= Required work =
Extract from the entries below, exactly as given, only the lines from the line containing "repository 119123138c6f6bf7" to the line containing "value are foreground.", both lines included.

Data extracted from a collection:
++++++++++

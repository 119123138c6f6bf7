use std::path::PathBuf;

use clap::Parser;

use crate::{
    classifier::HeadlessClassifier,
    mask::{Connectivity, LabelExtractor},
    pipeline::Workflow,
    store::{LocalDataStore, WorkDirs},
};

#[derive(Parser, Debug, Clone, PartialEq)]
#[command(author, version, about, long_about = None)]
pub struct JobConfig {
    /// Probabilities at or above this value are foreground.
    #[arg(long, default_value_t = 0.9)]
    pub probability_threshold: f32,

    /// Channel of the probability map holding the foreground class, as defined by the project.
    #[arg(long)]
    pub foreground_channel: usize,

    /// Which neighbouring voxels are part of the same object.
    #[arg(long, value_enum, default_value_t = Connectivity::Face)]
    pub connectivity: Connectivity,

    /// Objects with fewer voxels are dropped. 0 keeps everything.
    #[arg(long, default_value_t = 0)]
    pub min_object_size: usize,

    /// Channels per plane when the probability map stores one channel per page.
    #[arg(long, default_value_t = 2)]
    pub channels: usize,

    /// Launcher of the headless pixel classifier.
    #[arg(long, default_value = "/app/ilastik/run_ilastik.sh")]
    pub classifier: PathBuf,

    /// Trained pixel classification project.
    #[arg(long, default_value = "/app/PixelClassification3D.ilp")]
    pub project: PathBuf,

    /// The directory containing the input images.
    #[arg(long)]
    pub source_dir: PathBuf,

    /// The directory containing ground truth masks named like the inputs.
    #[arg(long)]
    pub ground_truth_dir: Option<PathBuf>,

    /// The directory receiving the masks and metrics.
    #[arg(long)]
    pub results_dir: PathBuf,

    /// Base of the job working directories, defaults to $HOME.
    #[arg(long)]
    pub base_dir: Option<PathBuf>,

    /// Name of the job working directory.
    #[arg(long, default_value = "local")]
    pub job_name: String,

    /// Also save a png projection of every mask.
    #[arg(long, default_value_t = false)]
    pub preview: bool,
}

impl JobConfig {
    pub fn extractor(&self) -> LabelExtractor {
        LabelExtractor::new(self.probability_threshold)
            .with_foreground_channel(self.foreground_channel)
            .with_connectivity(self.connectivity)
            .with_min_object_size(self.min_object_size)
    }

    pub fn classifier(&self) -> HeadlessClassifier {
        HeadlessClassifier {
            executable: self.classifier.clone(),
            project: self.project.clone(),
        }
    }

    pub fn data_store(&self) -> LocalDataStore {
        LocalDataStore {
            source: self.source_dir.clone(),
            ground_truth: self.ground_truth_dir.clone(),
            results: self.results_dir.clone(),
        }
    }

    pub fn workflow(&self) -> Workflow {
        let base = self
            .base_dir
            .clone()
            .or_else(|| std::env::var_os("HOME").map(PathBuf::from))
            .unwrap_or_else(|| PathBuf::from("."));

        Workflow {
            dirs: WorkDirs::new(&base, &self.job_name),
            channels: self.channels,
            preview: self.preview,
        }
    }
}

++++++++++

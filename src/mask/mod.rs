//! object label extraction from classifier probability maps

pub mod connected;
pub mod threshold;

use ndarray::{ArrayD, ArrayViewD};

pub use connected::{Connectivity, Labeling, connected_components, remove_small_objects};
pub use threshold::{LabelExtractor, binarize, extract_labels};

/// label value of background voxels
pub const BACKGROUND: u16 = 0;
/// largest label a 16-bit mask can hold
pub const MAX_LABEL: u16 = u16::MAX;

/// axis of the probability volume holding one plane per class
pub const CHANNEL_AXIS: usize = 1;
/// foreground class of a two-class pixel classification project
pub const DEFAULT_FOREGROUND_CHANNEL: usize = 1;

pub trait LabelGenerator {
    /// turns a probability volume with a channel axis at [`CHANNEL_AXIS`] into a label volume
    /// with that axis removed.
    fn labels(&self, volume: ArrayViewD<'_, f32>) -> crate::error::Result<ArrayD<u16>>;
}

++++++++++

= Answer area =
repository 119123138c6f6bf7
use std::path::PathBuf;

use clap::Parser;

use crate::{
    classifier::HeadlessClassifier,
    mask::{Connectivity, LabelExtractor},
    pipeline::Workflow,
    store::{LocalDataStore, WorkDirs},
};

#[derive(Parser, Debug, Clone, PartialEq)]
#[command(author, version, about, long_about = None)]
pub struct JobConfig {
    /// Probabilities at or above this value are foreground.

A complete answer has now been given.